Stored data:
========================================

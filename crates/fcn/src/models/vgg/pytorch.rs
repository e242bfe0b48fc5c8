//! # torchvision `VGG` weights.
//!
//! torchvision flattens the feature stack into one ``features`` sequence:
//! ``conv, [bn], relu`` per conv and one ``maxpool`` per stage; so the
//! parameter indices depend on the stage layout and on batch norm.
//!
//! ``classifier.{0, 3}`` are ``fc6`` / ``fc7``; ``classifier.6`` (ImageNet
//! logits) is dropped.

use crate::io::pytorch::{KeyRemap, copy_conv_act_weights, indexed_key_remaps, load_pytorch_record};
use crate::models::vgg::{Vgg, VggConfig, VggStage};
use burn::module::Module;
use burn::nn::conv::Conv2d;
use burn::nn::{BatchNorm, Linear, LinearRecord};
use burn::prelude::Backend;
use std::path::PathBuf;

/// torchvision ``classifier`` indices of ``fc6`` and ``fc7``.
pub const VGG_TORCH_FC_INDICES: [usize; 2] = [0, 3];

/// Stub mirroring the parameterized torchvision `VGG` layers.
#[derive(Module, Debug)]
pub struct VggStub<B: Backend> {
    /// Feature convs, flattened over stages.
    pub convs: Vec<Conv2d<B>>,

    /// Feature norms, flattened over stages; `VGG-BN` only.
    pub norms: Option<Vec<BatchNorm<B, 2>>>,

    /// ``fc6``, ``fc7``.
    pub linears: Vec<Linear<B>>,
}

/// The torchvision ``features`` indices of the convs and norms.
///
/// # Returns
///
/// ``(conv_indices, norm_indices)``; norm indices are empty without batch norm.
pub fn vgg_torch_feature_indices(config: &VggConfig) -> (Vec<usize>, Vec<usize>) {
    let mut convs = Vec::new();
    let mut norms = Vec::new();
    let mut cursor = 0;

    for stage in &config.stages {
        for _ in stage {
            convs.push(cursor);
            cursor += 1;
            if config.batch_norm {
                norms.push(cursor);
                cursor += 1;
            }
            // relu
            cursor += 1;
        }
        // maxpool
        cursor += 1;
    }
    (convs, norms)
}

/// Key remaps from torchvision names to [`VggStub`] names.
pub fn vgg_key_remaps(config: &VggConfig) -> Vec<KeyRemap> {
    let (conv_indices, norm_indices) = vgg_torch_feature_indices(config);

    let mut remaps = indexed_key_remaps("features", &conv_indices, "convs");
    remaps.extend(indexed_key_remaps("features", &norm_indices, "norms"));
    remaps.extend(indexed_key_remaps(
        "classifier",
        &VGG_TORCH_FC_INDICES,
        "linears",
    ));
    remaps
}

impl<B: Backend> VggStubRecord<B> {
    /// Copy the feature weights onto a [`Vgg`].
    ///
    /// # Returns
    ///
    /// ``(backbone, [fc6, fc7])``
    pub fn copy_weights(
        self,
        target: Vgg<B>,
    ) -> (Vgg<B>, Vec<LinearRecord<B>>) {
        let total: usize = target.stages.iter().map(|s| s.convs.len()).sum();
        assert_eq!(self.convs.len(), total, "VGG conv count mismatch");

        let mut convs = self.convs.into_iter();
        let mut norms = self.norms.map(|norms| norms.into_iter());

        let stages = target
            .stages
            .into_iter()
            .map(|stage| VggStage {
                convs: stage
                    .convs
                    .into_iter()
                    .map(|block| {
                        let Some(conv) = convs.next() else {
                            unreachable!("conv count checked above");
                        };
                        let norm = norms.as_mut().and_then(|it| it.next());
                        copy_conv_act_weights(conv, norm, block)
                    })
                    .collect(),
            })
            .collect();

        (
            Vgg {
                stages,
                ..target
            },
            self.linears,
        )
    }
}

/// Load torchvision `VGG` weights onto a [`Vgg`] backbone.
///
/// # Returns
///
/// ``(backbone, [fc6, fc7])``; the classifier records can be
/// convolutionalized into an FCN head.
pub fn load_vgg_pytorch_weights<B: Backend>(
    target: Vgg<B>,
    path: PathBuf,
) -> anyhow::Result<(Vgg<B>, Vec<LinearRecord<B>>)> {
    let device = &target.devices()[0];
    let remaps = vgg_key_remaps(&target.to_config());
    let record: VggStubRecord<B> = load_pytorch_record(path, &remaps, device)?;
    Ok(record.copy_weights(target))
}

========================================

**What this task involves**
Using the records above, output exactly the lines from the first through the line that contains "for _ in stage", with both of those included.

**Your solution**
filename crates/fcn/src/models/vgg/pytorch.rs
repository e242bfe0b48fc5c8
//! # torchvision `VGG` weights.
//!
//! torchvision flattens the feature stack into one ``features`` sequence:
//! ``conv, [bn], relu`` per conv and one ``maxpool`` per stage; so the
//! parameter indices depend on the stage layout and on batch norm.
//!
//! ``classifier.{0, 3}`` are ``fc6`` / ``fc7``; ``classifier.6`` (ImageNet
//! logits) is dropped.

use crate::io::pytorch::{KeyRemap, copy_conv_act_weights, indexed_key_remaps, load_pytorch_record};
use crate::models::vgg::{Vgg, VggConfig, VggStage};
use burn::module::Module;
use burn::nn::conv::Conv2d;
use burn::nn::{BatchNorm, Linear, LinearRecord};
use burn::prelude::Backend;
use std::path::PathBuf;

/// torchvision ``classifier`` indices of ``fc6`` and ``fc7``.
pub const VGG_TORCH_FC_INDICES: [usize; 2] = [0, 3];

/// Stub mirroring the parameterized torchvision `VGG` layers.
#[derive(Module, Debug)]
pub struct VggStub<B: Backend> {
    /// Feature convs, flattened over stages.
    pub convs: Vec<Conv2d<B>>,

    /// Feature norms, flattened over stages; `VGG-BN` only.
    pub norms: Option<Vec<BatchNorm<B, 2>>>,

    /// ``fc6``, ``fc7``.
    pub linears: Vec<Linear<B>>,
}

/// The torchvision ``features`` indices of the convs and norms.
///
/// # Returns
///
/// ``(conv_indices, norm_indices)``; norm indices are empty without batch norm.
pub fn vgg_torch_feature_indices(config: &VggConfig) -> (Vec<usize>, Vec<usize>) {
    let mut convs = Vec::new();
    let mut norms = Vec::new();
    let mut cursor = 0;

    for stage in &config.stages {
        for _ in stage {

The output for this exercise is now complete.